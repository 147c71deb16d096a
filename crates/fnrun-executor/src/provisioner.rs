use crate::code_store::CodeStore;
use crate::config::EngineConfig;
use crate::runtime::{BindMount, ContainerRuntime, SandboxLimits, SandboxSpec};
use crate::supervisor::SandboxGuard;
use crate::{FUNCTION_LABEL, MANAGED_LABEL, REQUEST_LABEL};
use fnrun_common::{FnrunError, Function, Language, Result};
use std::collections::HashMap;
use std::sync::Arc;
use tracing::{debug, instrument};

/// Turns a function plus payload into a created, not yet started, sandbox.
pub struct SandboxProvisioner {
    runtime: Arc<dyn ContainerRuntime>,
    code: Arc<dyn CodeStore>,
    config: Arc<EngineConfig>,
}

impl SandboxProvisioner {
    pub fn new(
        runtime: Arc<dyn ContainerRuntime>,
        code: Arc<dyn CodeStore>,
        config: Arc<EngineConfig>,
    ) -> Self {
        Self {
            runtime,
            code,
            config,
        }
    }

    pub fn build_spec(&self, function: &Function, payload_json: &str, request_id: &str) -> SandboxSpec {
        let config = &self.config;
        let entry_point = format!(
            "{}/{}",
            config.sandbox_code_path.trim_end_matches('/'),
            function.language.handler_file()
        );

        let mut env = vec![format!("{}={}", config.payload_env_var, payload_json)];
        if function.language == Language::Python {
            // The code mount is read-only and output must not sit in a buffer
            env.push("PYTHONDONTWRITEBYTECODE=1".to_string());
            env.push("PYTHONUNBUFFERED=1".to_string());
        }

        let labels = HashMap::from([
            (MANAGED_LABEL.to_string(), "true".to_string()),
            (FUNCTION_LABEL.to_string(), function.id.to_string()),
            (REQUEST_LABEL.to_string(), request_id.to_string()),
        ]);

        SandboxSpec {
            name: format!("fnrun-{}-{}", function.id, request_id),
            image: config.images.image_for(function.language).to_string(),
            command: vec![function.language.interpreter().to_string(), entry_point],
            env,
            working_dir: config.sandbox_code_path.clone(),
            mounts: vec![BindMount {
                source: function.code_location.clone(),
                target: config.sandbox_code_path.clone(),
                read_only: true,
            }],
            limits: SandboxLimits {
                memory_bytes: config.limits.memory_bytes(),
                nano_cpus: config.limits.nano_cpus(),
                pids: config.limits.pids,
                network_disabled: config.limits.network_disabled,
            },
            labels,
        }
    }

    /// Verifies the handler, makes the base image available and creates the
    /// sandbox. Fails with `CodeNotFound`, `ImageUnavailable` or `ProvisionFailed`.
    #[instrument(skip(self, function, payload_json), fields(function_id = function.id))]
    pub async fn prepare(
        &self,
        function: &Function,
        payload_json: &str,
        request_id: &str,
    ) -> Result<SandboxGuard> {
        self.code.read(&function.handler_path()).await?;

        let spec = self.build_spec(function, payload_json, request_id);
        self.runtime
            .ensure_image(&spec.image, self.config.pull_missing_images)
            .await
            .map_err(FnrunError::from)?;

        let container_id = self
            .runtime
            .create(&spec)
            .await
            .map_err(FnrunError::from)?;
        debug!(%container_id, image = %spec.image, "Sandbox provisioned");

        Ok(SandboxGuard::new(
            self.runtime.clone(),
            container_id,
            self.config.teardown_grace(),
        ))
    }
}

#[cfg(test)]
mod tests {
    use super::*;
    use crate::code_store::FsCodeStore;
    use crate::test_utils::{MockBehavior, MockRuntime};
    use chrono::Utc;
    use fnrun_common::ErrorKind;
    use std::path::PathBuf;

    fn function(location: PathBuf, language: Language) -> Function {
        let now = Utc::now();
        Function {
            id: 6,
            name: "echo".into(),
            route: "/echo".into(),
            language,
            code_location: location,
            timeout_ms: None,
            created_at: now,
            updated_at: now,
        }
    }

    async fn provisioner(runtime: Arc<MockRuntime>) -> (SandboxProvisioner, FsCodeStore, tempfile::TempDir) {
        let dir = tempfile::tempdir().unwrap();
        let code = FsCodeStore::open(dir.path()).await.unwrap();
        let provisioner = SandboxProvisioner::new(
            runtime,
            Arc::new(code.clone()),
            Arc::new(EngineConfig::default()),
        );
        (provisioner, code, dir)
    }

    #[tokio::test]
    async fn test_spec_layout() {
        let (provisioner, _code, _dir) = provisioner(Arc::new(MockRuntime::new())).await;
        let f = function(PathBuf::from("/srv/functions/6"), Language::Python);
        let spec = provisioner.build_spec(&f, r#"{"k":1}"#, "req-1");

        assert_eq!(spec.name, "fnrun-6-req-1");
        assert_eq!(spec.image, "python:3.11-alpine");
        assert_eq!(spec.command, vec!["python", "/function/handler.py"]);
        assert_eq!(spec.env[0], r#"PAYLOAD={"k":1}"#);
        assert_eq!(spec.mounts[0].to_bind_string(), "/srv/functions/6:/function:ro");
        assert_eq!(spec.labels.get(MANAGED_LABEL).map(String::as_str), Some("true"));
        assert_eq!(spec.labels.get(FUNCTION_LABEL).map(String::as_str), Some("6"));
        assert!(spec.limits.network_disabled);

        let js = function(PathBuf::from("/srv/functions/6"), Language::Javascript);
        let spec = provisioner.build_spec(&js, "null", "req-2");
        assert_eq!(spec.command, vec!["node", "/function/handler.js"]);
        assert_eq!(spec.image, "node:20-alpine");
        assert_eq!(spec.env, vec!["PAYLOAD=null"]);
    }

    #[tokio::test]
    async fn test_missing_code_is_detected_before_create() {
        let runtime = Arc::new(MockRuntime::new());
        let (provisioner, code, _dir) = provisioner(runtime.clone()).await;
        let f = function(code.location_for(6), Language::Python);

        let err = provisioner.prepare(&f, "{}", "req").await.unwrap_err();
        assert_eq!(err.kind(), ErrorKind::CodeNotFound);
        assert_eq!(runtime.created_count(), 0);
    }

    #[tokio::test]
    async fn test_image_and_create_failures() {
        let runtime = Arc::new(MockRuntime::new());
        let (provisioner, code, _dir) = provisioner(runtime.clone()).await;
        let location = code
            .write_handler(6, Language::Python, b"print('{}')")
            .await
            .unwrap();
        let f = function(location, Language::Python);

        runtime.set_default(MockBehavior::ImageMissing);
        let err = provisioner.prepare(&f, "{}", "req").await.unwrap_err();
        assert_eq!(err.kind(), ErrorKind::ImageUnavailable);

        runtime.set_default(MockBehavior::CreateRejected("no space left".into()));
        let err = provisioner.prepare(&f, "{}", "req").await.unwrap_err();
        assert_eq!(err.kind(), ErrorKind::ProvisionFailed);
        assert_eq!(runtime.created_count(), 0);

        runtime.set_default(MockBehavior::json(serde_json::json!({})));
        let guard = provisioner.prepare(&f, "{}", "req").await.unwrap();
        assert_eq!(runtime.created_count(), 1);
        guard.reap().await;
        assert_eq!(runtime.live_count(), 0);
    }
}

.....

# What is expected
For every entry in the records above, write an exact copy.

# Solved exercise
repository 147c71deb16d096a
filename crates/fnrun-executor/src/provisioner.rs
use crate::code_store::CodeStore;
use crate::config::EngineConfig;
use crate::runtime::{BindMount, ContainerRuntime, SandboxLimits, SandboxSpec};
use crate::supervisor::SandboxGuard;
use crate::{FUNCTION_LABEL, MANAGED_LABEL, REQUEST_LABEL};
use fnrun_common::{FnrunError, Function, Language, Result};
use std::collections::HashMap;
use std::sync::Arc;
use tracing::{debug, instrument};

/// Turns a function plus payload into a created, not yet started, sandbox.
pub struct SandboxProvisioner {
    runtime: Arc<dyn ContainerRuntime>,
    code: Arc<dyn CodeStore>,
    config: Arc<EngineConfig>,
}

impl SandboxProvisioner {
    pub fn new(
        runtime: Arc<dyn ContainerRuntime>,
        code: Arc<dyn CodeStore>,
        config: Arc<EngineConfig>,
    ) -> Self {
        Self {
            runtime,
            code,
            config,
        }
    }

    pub fn build_spec(&self, function: &Function, payload_json: &str, request_id: &str) -> SandboxSpec {
        let config = &self.config;
        let entry_point = format!(
            "{}/{}",
            config.sandbox_code_path.trim_end_matches('/'),
            function.language.handler_file()
        );

        let mut env = vec![format!("{}={}", config.payload_env_var, payload_json)];
        if function.language == Language::Python {
            // The code mount is read-only and output must not sit in a buffer
            env.push("PYTHONDONTWRITEBYTECODE=1".to_string());
            env.push("PYTHONUNBUFFERED=1".to_string());
        }

        let labels = HashMap::from([
            (MANAGED_LABEL.to_string(), "true".to_string()),
            (FUNCTION_LABEL.to_string(), function.id.to_string()),
            (REQUEST_LABEL.to_string(), request_id.to_string()),
        ]);

        SandboxSpec {
            name: format!("fnrun-{}-{}", function.id, request_id),
            image: config.images.image_for(function.language).to_string(),
            command: vec![function.language.interpreter().to_string(), entry_point],
            env,
            working_dir: config.sandbox_code_path.clone(),
            mounts: vec![BindMount {
                source: function.code_location.clone(),
                target: config.sandbox_code_path.clone(),
                read_only: true,
            }],
            limits: SandboxLimits {
                memory_bytes: config.limits.memory_bytes(),
                nano_cpus: config.limits.nano_cpus(),
                pids: config.limits.pids,
                network_disabled: config.limits.network_disabled,
            },
            labels,
        }
    }

    /// Verifies the handler, makes the base image available and creates the
    /// sandbox. Fails with `CodeNotFound`, `ImageUnavailable` or `ProvisionFailed`.
    #[instrument(skip(self, function, payload_json), fields(function_id = function.id))]
    pub async fn prepare(
        &self,
        function: &Function,
        payload_json: &str,
        request_id: &str,
    ) -> Result<SandboxGuard> {
        self.code.read(&function.handler_path()).await?;

        let spec = self.build_spec(function, payload_json, request_id);
        self.runtime
            .ensure_image(&spec.image, self.config.pull_missing_images)
            .await
            .map_err(FnrunError::from)?;

        let container_id = self
            .runtime
            .create(&spec)
            .await
            .map_err(FnrunError::from)?;
        debug!(%container_id, image = %spec.image, "Sandbox provisioned");

        Ok(SandboxGuard::new(
            self.runtime.clone(),
            container_id,
            self.config.teardown_grace(),
        ))
    }
}

#[cfg(test)]
mod tests {
    use super::*;
    use crate::code_store::FsCodeStore;
    use crate::test_utils::{MockBehavior, MockRuntime};
    use chrono::Utc;
    use fnrun_common::ErrorKind;
    use std::path::PathBuf;

    fn function(location: PathBuf, language: Language) -> Function {
        let now = Utc::now();
        Function {
            id: 6,
            name: "echo".into(),
            route: "/echo".into(),
            language,
            code_location: location,
            timeout_ms: None,
            created_at: now,
            updated_at: now,
        }
    }

    async fn provisioner(runtime: Arc<MockRuntime>) -> (SandboxProvisioner, FsCodeStore, tempfile::TempDir) {
        let dir = tempfile::tempdir().unwrap();
        let code = FsCodeStore::open(dir.path()).await.unwrap();
        let provisioner = SandboxProvisioner::new(
            runtime,
            Arc::new(code.clone()),
            Arc::new(EngineConfig::default()),
        );
        (provisioner, code, dir)
    }

    #[tokio::test]
    async fn test_spec_layout() {
        let (provisioner, _code, _dir) = provisioner(Arc::new(MockRuntime::new())).await;
        let f = function(PathBuf::from("/srv/functions/6"), Language::Python);
        let spec = provisioner.build_spec(&f, r#"{"k":1}"#, "req-1");

        assert_eq!(spec.name, "fnrun-6-req-1");
        assert_eq!(spec.image, "python:3.11-alpine");
        assert_eq!(spec.command, vec!["python", "/function/handler.py"]);
        assert_eq!(spec.env[0], r#"PAYLOAD={"k":1}"#);
        assert_eq!(spec.mounts[0].to_bind_string(), "/srv/functions/6:/function:ro");
        assert_eq!(spec.labels.get(MANAGED_LABEL).map(String::as_str), Some("true"));
        assert_eq!(spec.labels.get(FUNCTION_LABEL).map(String::as_str), Some("6"));
        assert!(spec.limits.network_disabled);

        let js = function(PathBuf::from("/srv/functions/6"), Language::Javascript);
        let spec = provisioner.build_spec(&js, "null", "req-2");
        assert_eq!(spec.command, vec!["node", "/function/handler.js"]);
        assert_eq!(spec.image, "node:20-alpine");
        assert_eq!(spec.env, vec!["PAYLOAD=null"]);
    }

    #[tokio::test]
    async fn test_missing_code_is_detected_before_create() {
        let runtime = Arc::new(MockRuntime::new());
        let (provisioner, code, _dir) = provisioner(runtime.clone()).await;
        let f = function(code.location_for(6), Language::Python);

        let err = provisioner.prepare(&f, "{}", "req").await.unwrap_err();
        assert_eq!(err.kind(), ErrorKind::CodeNotFound);
        assert_eq!(runtime.created_count(), 0);
    }

    #[tokio::test]
    async fn test_image_and_create_failures() {
        let runtime = Arc::new(MockRuntime::new());
        let (provisioner, code, _dir) = provisioner(runtime.clone()).await;
        let location = code
            .write_handler(6, Language::Python, b"print('{}')")
            .await
            .unwrap();
        let f = function(location, Language::Python);

        runtime.set_default(MockBehavior::ImageMissing);
        let err = provisioner.prepare(&f, "{}", "req").await.unwrap_err();
        assert_eq!(err.kind(), ErrorKind::ImageUnavailable);

        runtime.set_default(MockBehavior::CreateRejected("no space left".into()));
        let err = provisioner.prepare(&f, "{}", "req").await.unwrap_err();
        assert_eq!(err.kind(), ErrorKind::ProvisionFailed);
        assert_eq!(runtime.created_count(), 0);

        runtime.set_default(MockBehavior::json(serde_json::json!({})));
        let guard = provisioner.prepare(&f, "{}", "req").await.unwrap();
        assert_eq!(runtime.created_count(), 1);
        guard.reap().await;
        assert_eq!(runtime.live_count(), 0);
    }
}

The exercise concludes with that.